I had a conversation with an acquaintance the other day which went something like this:
Them: “You look miserable today, what’s the matter?”
Me: “Jessica’s dead.”
Them: “Oh, is that all?”
Me: “Yes, that’s all.”
That’s all. Just a trivial thing really. Living with the suffocating weight of grief. Enduring life rather than enjoying it. Having to wake up every morning of my life without Jessica. The rest of my life stretching before me – all those days yet to live; each of them to be lived without Jessica in them. I mean, it’s been a year now. You’d have thought I’d have adjusted to this normality.
Of course, she didn’t mean to trivialise Jessica’s death. She meant “is there something else that’s upset you today?” Her words were clumsy, but they weren’t meant to be hurtful. I knew that. And to be honest, I could forgive her for thinking that most of the time everything is okay. Because that’s what she usually sees.
This is the mask I wear.
Most of the time you see me. Out and about. Smiling. Laughing. Being “normal” – whatever that means. You might ask me how I am. I’ll probably say I’m ok – or surviving – my stock answers. We might talk about Jessica. I’ll chat about her; always glad of an opportunity to talk about her. You’ll look sympathetic. I’ll shrug and say, “it’s tough.” You’ll appreciate that it’s tough, that life without my child is hard. Maybe you’ll say that you admire my strength, how well I cope, my positivity.
This is the mask I wear.
I rarely take the mask off in public. You might see it slip every now and then, but I’ll still be doing my best to hide behind it as much as I can. You might wonder why I feel the need to hide behind it. This is why:
Grief is uncomfortable. Strong emotions are uncomfortable. They’re uncomfortable for you to see and I can assure you that they’re even more uncomfortable for me to endure. If I remove the mask; if I let it slip, I know I will make you uncomfortable and awkward. I will be acutely aware of your discomfort. I do not want to have to manage your discomfort on top of my own pain. So, I hide my pain to protect both of us.
I sugarcoat my grief to make it palatable.
You see what I want you to see. Someone strong; someone who tries hard to stay positive whilst dealing with unimaginable pain.
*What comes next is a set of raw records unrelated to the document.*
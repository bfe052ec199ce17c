// =============================================================================
// Upstream Market Data
// =============================================================================
//
// `client` talks HTTP to the futures quote API; `normalize` turns whatever
// record shape it returns into `Tick`s.

pub mod client;
pub mod normalize;

pub use client::{RecordSource, UpstreamClient};
#[cfg(test)]
pub use client::StubSource;
pub use normalize::{NormalizerConfig, RecordNormalizer};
Both of us are more comfortable that way.
Behind the mask is ugly and raw.
I bumped into another acquaintance recently. I’d needed to get out of the house – the four walls were closing in on me; suffocating me. Grief was overwhelming me. She saw me, half-hidden in the corner of a coffee shop, looking down at the table so that no-one would notice that I was silently crying into my latte. She didn’t realise until she’d said “hello” and I’d looked up.
“Hello.” I forced a smile through the tears.
She looked sympathetic. “Bad day?”
“Do you want to talk about it?”
She nodded, accepting my need for space. “I’m sorry. I hope your day gets better.”
I appreciated her sympathy and concern. But the mask was slipping and so hard to hold in place. I didn’t want to talk. I knew if I started to talk, the floodgates would open.
Behind the mask is ugly and raw. So ugly and raw.
Behind the mask, I’m crying so hard that my body physically hurts from crying. Feeling like I’ve been broken into a million pieces and wondering how on earth those pieces can ever come back together. Screaming until my throat hurts and I have no voice left. Behind the mask is pain. Unimaginable, unbearable pain.
Behind the mask is anger. So much anger. Anger at the world for continuing to turn; at God for taking my child from me. Anger at all the happy faces I see on my social media; all those happy, complete families. Envy – all-consuming envy. Why can’t that be me? Why them and not us?
Don’t get me wrong – I don’t want anyone else to be living with the pain I live with. I just wish that I could be part of your world again.
Because behind the mask is exile and loneliness. I go to baby groups; do normal everyday things, but often it feels as though I am watching daily life through glass. Part of it, but not part of it. Separated by this huge chasm that is child loss.
Behind the mask is a chasm of sadness. So much sadness. Always there. Each day, I cross the chasm on a flimsy bridge. Every now and then, I fall off the bridge into the chasm of sadness. Sometimes the depth of it terrifies me. I am scared that I will just keep falling. But something holds me up and pulls me back on the bridge.
There are many days when I hide behind my mask. There are days when the mask feels heavy and hard to hide behind. When I shut myself away from the world and let the mask drop. When I allow myself to feel the pain and the anger because that is what I need to do.
I wear the mask to hide my pain from others; but I also wear it to try and hide from the pain myself. Trying to push away the pain and the rawness and the ugliness of grief.
And sometimes I look in the mirror and see the mask and see someone who is strong and positive and able to keep going. Sometimes I see the mask and it helps me to believe that I can be that person too. Sometimes the mask gives me the strength to smile and laugh and be the mummy that Jessica would want me to be.